EXERCISE:
In the listing below, locate the line containing "fn set_description(&self, description: &str)" and the line containing "fn spatial_definition(&self) ->". Output both of them and every line between, exactly as written, and nothing more.

»»

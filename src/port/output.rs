//! Concrete output port backed by a value buffer and an owning component

use super::{
    contains_adaptor, contains_input, remove_input, AdaptedOutputRef, ExchangeItem, InputRef,
    InputWeak, Output, SpatiallyBounded, TimeBounded,
};
use crate::adapt::AdaptedOutput;
use crate::compat;
use crate::component::{ComponentRef, ComponentStatus, ComponentWeak, TimedRow};
use crate::error::{ExchangeError, ExchangeResult};
use crate::event::{EventBroadcast, ExchangeEvent, Listener};
use crate::identity::Describable;
use crate::quantity::ValueDefinition;
use crate::spatial::ElementSet;
use crate::temporal::{Time, TimeSet};
use crate::values::ValueSet;
use std::cell::RefCell;
use std::rc::Rc;

/// Output port of a component
///
/// Pull driven: [`ExchangeItem::get_values`] advances the owning component
/// until the latest consumer horizon is covered, refreshes stacked adapted
/// outputs and trims rows no consumer can still ask for.
pub struct OutputPort {
    id: String,
    caption: RefCell<String>,
    description: RefCell<String>,
    component: RefCell<Option<ComponentWeak>>,
    definition: RefCell<Option<ValueDefinition>>,
    values: RefCell<Option<ValueSet>>,
    time_set: RefCell<Option<TimeSet>>,
    element_set: RefCell<Option<Rc<ElementSet>>>,
    consumers: RefCell<Vec<InputWeak>>,
    adaptors: RefCell<Vec<AdaptedOutputRef>>,
    listeners: EventBroadcast,
}

impl OutputPort {
    pub fn new(id: impl Into<String>) -> Rc<Self> {
        let id = id.into();
        Rc::new(Self {
            caption: RefCell::new(id.clone()),
            id,
            description: RefCell::new(String::new()),
            component: RefCell::new(None),
            definition: RefCell::new(None),
            values: RefCell::new(None),
            time_set: RefCell::new(None),
            element_set: RefCell::new(None),
            consumers: RefCell::new(Vec::new()),
            adaptors: RefCell::new(Vec::new()),
            listeners: EventBroadcast::new(),
        })
    }

    /// Bind the owning component; the port keeps only a weak handle
    pub fn set_component(&self, component: &ComponentRef) {
        *self.component.borrow_mut() = Some(Rc::downgrade(component));
    }

    pub fn set_value_definition(&self, definition: ValueDefinition) {
        *self.definition.borrow_mut() = Some(definition);
    }

    fn broadcast(&self, message: &str) {
        if !self.listeners.is_empty() {
            self.listeners.emit(&ExchangeEvent::new(self.id.as_str(), message));
        }
    }

    fn available_until(&self) -> Option<f64> {
        self.time_set.borrow().as_ref().and_then(|t| t.horizon_end())
    }

    /// Append one freshly computed row, keeping times and values aligned
    fn append_row(&self, row: TimedRow) -> ExchangeResult<()> {
        {
            let mut times = self.time_set.borrow_mut();
            times.get_or_insert_with(TimeSet::default).add_time(row.time);
        }
        let mut values = self.values.borrow_mut();
        match values.as_mut() {
            Some(set) => {
                set.push_row(row.values);
                Ok(())
            }
            None => {
                let definition = self
                    .definition
                    .borrow()
                    .clone()
                    .ok_or_else(|| ExchangeError::MissingState {
                        item: self.id.clone(),
                        what: "value definition".into(),
                    })?;
                let mut set = ValueSet::empty(definition);
                set.push_row(row.values);
                *values = Some(set);
                Ok(())
            }
        }
    }

    /// Drive the owning component forward until every live consumer's
    /// horizon is covered, then cascade into stacked adaptors
    fn update(&self) -> ExchangeResult<()> {
        let Some(latest) = compat::latest_consumer_time(self) else {
            return Ok(());
        };
        let component = self.component.borrow().clone();
        if let Some(component) = component.and_then(|weak| weak.upgrade()) {
            loop {
                let status = component.borrow().status();
                let covered = self
                    .available_until()
                    .map(|end| end >= latest.timestamp)
                    .unwrap_or(false);
                if status != ComponentStatus::Updated || covered {
                    break;
                }
                let row = component.borrow_mut().advance(&self.id)?;
                match row {
                    Some(row) => {
                        self.append_row(row)?;
                        self.broadcast("component updated");
                    }
                    None => break,
                }
            }
        }
        self.refresh_adapted_outputs()
    }

    /// Drop leading rows older than the earliest time any consumer can
    /// still query; with no consumer horizon, keep only the last row
    fn reduce_values_and_times(&self, earliest: Option<Time>) {
        let mut times = self.time_set.borrow_mut();
        let Some(times) = times.as_mut() else {
            return;
        };
        if times.is_empty() {
            return;
        }
        let cutoff = match earliest {
            Some(t) => t.timestamp,
            None => match times.times().last() {
                Some(last) => last.timestamp,
                None => return,
            },
        };
        let mut values = self.values.borrow_mut();
        while times.len() > 1 {
            let front = match times.times().first() {
                Some(t) => t.timestamp,
                None => break,
            };
            if front >= cutoff {
                break;
            }
            times.remove_time(0);
            if let Some(set) = values.as_mut() {
                set.remove_first_time();
            }
        }
    }
}

impl Describable for OutputPort {
    fn id(&self) -> &str {
        &self.id
    }

    fn caption(&self) -> String {
        self.caption.borrow().clone()
    }

    fn set_caption(&self, caption: &str) {
        *self.caption.borrow_mut() = caption.to_owned();
    }

    fn description(&self) -> String {
        self.description.borrow().clone()
    }

    fn set_description(&self, description: &str) {
        *self.description.borrow_mut() = description.to_owned();
    }
}

impl TimeBounded for OutputPort {
    fn time_extent(&self) -> Option<TimeSet> {
        self.time_set.borrow().clone()
    }
}

impl SpatiallyBounded for OutputPort {
    fn spatial_definition(&self) -> Option<Rc<ElementSet>> {
        self.element_set.borrow().clone()
    }
}

impl ExchangeItem for OutputPort {
    fn value_definition(&self) -> Option<ValueDefinition> {
        let stored = self.definition.borrow().clone();
        stored.or_else(|| self.values.borrow().as_ref().map(|v| v.definition().clone()))
    }

    fn time_set(&self) -> Option<TimeSet> {
        self.time_set.borrow().clone()
    }

    fn set_time_set(&self, times: TimeSet) {
        *self.time_set.borrow_mut() = Some(times);
        self.broadcast("time set replaced");
    }

    fn element_set(&self) -> Option<Rc<ElementSet>> {
        self.element_set.borrow().clone()
    }

    fn set_element_set(&self, elements: Rc<ElementSet>) {
        *self.element_set.borrow_mut() = Some(elements);
        self.broadcast("element set replaced");
    }

    fn get_values(&self) -> ExchangeResult<ValueSet> {
        let earliest = compat::earliest_consumer_time(self);
        self.update()?;
        self.reduce_values_and_times(earliest);
        self.values
            .borrow()
            .clone()
            .ok_or_else(|| ExchangeError::MissingState {
                item: self.id.clone(),
                what: "values".into(),
            })
    }

    fn set_values(&self, values: ValueSet) {
        *self.values.borrow_mut() = Some(values);
        self.broadcast("value set replaced");
    }

    fn add_listener(&self, key: &str, listener: Listener) {
        self.listeners.attach(key, listener);
    }

    fn remove_listener(&self, key: &str) {
        self.listeners.detach(key);
    }

    fn reset(&self) {
        *self.component.borrow_mut() = None;
        *self.values.borrow_mut() = None;
        *self.time_set.borrow_mut() = None;
        *self.element_set.borrow_mut() = None;
        self.consumers.borrow_mut().clear();
        self.adaptors.borrow_mut().clear();
        self.broadcast("output item reset");
        self.listeners.clear();
    }
}

impl Output for OutputPort {
    fn consumers(&self) -> Vec<InputWeak> {
        self.consumers.borrow().clone()
    }

    fn add_consumer(&self, consumer: &InputRef) -> ExchangeResult<()> {
        {
            let mut consumers = self.consumers.borrow_mut();
            consumers.retain(|weak| weak.strong_count() > 0);
            if contains_input(&consumers, consumer) {
                return Ok(());
            }
        }
        compat::check_provider_consumer_connectable(self, consumer.as_ref())?;
        compat::check_consumers_compatible(self, consumer.as_ref())?;
        self.consumers.borrow_mut().push(Rc::downgrade(consumer));
        Ok(())
    }

    fn remove_consumer(&self, consumer: &InputRef) {
        remove_input(&mut self.consumers.borrow_mut(), consumer);
    }

    fn adapted_outputs(&self) -> Vec<AdaptedOutputRef> {
        self.adaptors.borrow().clone()
    }

    fn add_adapted_output(&self, adaptor: AdaptedOutputRef) -> ExchangeResult<()> {
        {
            let adaptors = self.adaptors.borrow();
            if contains_adaptor(&adaptors, &adaptor) {
                return Ok(());
            }
        }
        self.adaptors.borrow_mut().push(adaptor);
        Ok(())
    }

    fn remove_adapted_output(&self, adaptor: &AdaptedOutputRef) {
        let removed = {
            let mut adaptors = self.adaptors.borrow_mut();
            let before = adaptors.len();
            adaptors.retain(|a| !Rc::ptr_eq(a, adaptor));
            adaptors.len() < before
        };
        // a detached adaptor must not keep pulling through its weak handle
        if removed {
            adaptor.set_adaptee(None);
        }
    }

    fn refresh_adapted_outputs(&self) -> ExchangeResult<()> {
        let adaptors = self.adaptors.borrow().clone();
        for adaptor in adaptors {
            let has_work = adaptor
                .as_ref()
                .consumers()
                .iter()
                .any(|weak| weak.strong_count() > 0)
                || !adaptor.as_ref().adapted_outputs().is_empty();
            if has_work {
                adaptor.refresh()?;
            }
        }
        Ok(())
    }

    fn component(&self) -> Option<ComponentWeak> {
        self.component.borrow().clone()
    }
}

««

RESULT:
    fn set_description(&self, description: &str) {
        *self.description.borrow_mut() = description.to_owned();
    }
}

impl TimeBounded for OutputPort {
    fn time_extent(&self) -> Option<TimeSet> {
        self.time_set.borrow().clone()
    }
}

impl SpatiallyBounded for OutputPort {
    fn spatial_definition(&self) -> Option<Rc<ElementSet>> {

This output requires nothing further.